Charge transfer in surface barrier discharge on $\mu$ sec to msec time scales

The paper presents experimental results characterizing dynamics of development and kinetics of energy coupling in surface dielectric barrier discharge (SDBD), sustained over dielectric and weakly conducting liquid surfaces, over a wide range of time scales and electrical conductivities. Time-resolved discharge development and mechanisms of coupling with quiescent air are analyzed using nanosecond gate camera imaging, high-sensitivity time-resolved schlieren imaging, surface charge sensor, and Laser Differential Interferometry. It is shown that NS SDBD plasmas generate high-amplitude, broadband, stochastic, point-wise, near-surface perturbations on a long time scale (\textgreater 100 $\mu$s) after the discharge pulse.
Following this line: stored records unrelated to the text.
//! Motya's message pipeline.
//!
//! Three passes over the registered handlers: every `before` gate in order, then `handle` until
//! one of them answers with a final response, then every `after` in reverse order.

use std::sync::Arc;

use tracing::{debug, info, instrument};

use crate::core::{Handler, HandlerResponse, Message, Result};

#[derive(Clone, Default)]
pub struct HandlerChain {
    handlers: Vec<Arc<dyn Handler>>,
}

impl HandlerChain {
    pub fn new() -> Self {
        Self::default()
    }

    pub fn add_handler(mut self, handler: Arc<dyn Handler>) -> Self {
        self.handlers.push(handler);
        self
    }

    pub fn len(&self) -> usize {
        self.handlers.len()
    }

    pub fn is_empty(&self) -> bool {
        self.handlers.is_empty()
    }

    /// Names in registration order.
    pub fn handler_names(&self) -> Vec<&'static str> {
        self.handlers.iter().map(|h| h.name()).collect()
    }

    #[instrument(skip(self, message), fields(user_id = message.user.id, chat_id = message.chat.id))]
    pub async fn handle(&self, message: &Message) -> Result<HandlerResponse> {
        if let Some(gate) = self.gate(message).await? {
            info!(handler = gate, "message dropped by before hook");
            return Ok(HandlerResponse::Stop);
        }

        let response = self.dispatch(message).await?;

        for h in self.handlers.iter().rev() {
            h.after(message, &response).await?;
        }
        Ok(response)
    }

    /// Name of the first handler whose `before` refused the message.
    async fn gate(&self, message: &Message) -> Result<Option<&'static str>> {
        for h in &self.handlers {
            if !h.before(message).await? {
                return Ok(Some(h.name()));
            }
        }
        Ok(None)
    }

    async fn dispatch(&self, message: &Message) -> Result<HandlerResponse> {
        for h in &self.handlers {
            let response = h.handle(message).await?;
            debug!(handler = h.name(), ?response, "handle");
            if response.is_final() {
                info!(handler = h.name(), "message handled");
                return Ok(response);
            }
        }
        Ok(HandlerResponse::Continue)
    }
}

#[cfg(test)]
mod tests {
    use super::*;
    use crate::core::{Chat, User};

    struct Silent;

    #[async_trait::async_trait]
    impl Handler for Silent {}

    #[tokio::test]
    async fn test_chain_of_silent_handlers_continues() {
        let chain = HandlerChain::new()
            .add_handler(Arc::new(Silent))
            .add_handler(Arc::new(Silent));
        assert_eq!(chain.handler_names(), vec!["Silent", "Silent"]);

        let user = User {
            id: 7,
            username: None,
            first_name: None,
            last_name: None,
        };
        let message = Message::text("1", user, Chat::private(7), "мур");
        let response = chain.handle(&message).await.unwrap();
        assert_eq!(response, HandlerResponse::Continue);
    }
}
These perturbations are caused by discharge contraction and originate from the ends of individual streamers where they attach to the surface. It is also demonstrated a significant increase of energy (surface charge) stored on the dielectric surface during the NS discharge pulse, which in this case greatly exceeds energy dissipated as Joule heat (up to a few hundred percent). The present results strongly suggest that surface charge accumulation, along with use of alternating polarity pulse waveform, may significantly improve performance of surface discharge plasma actuators.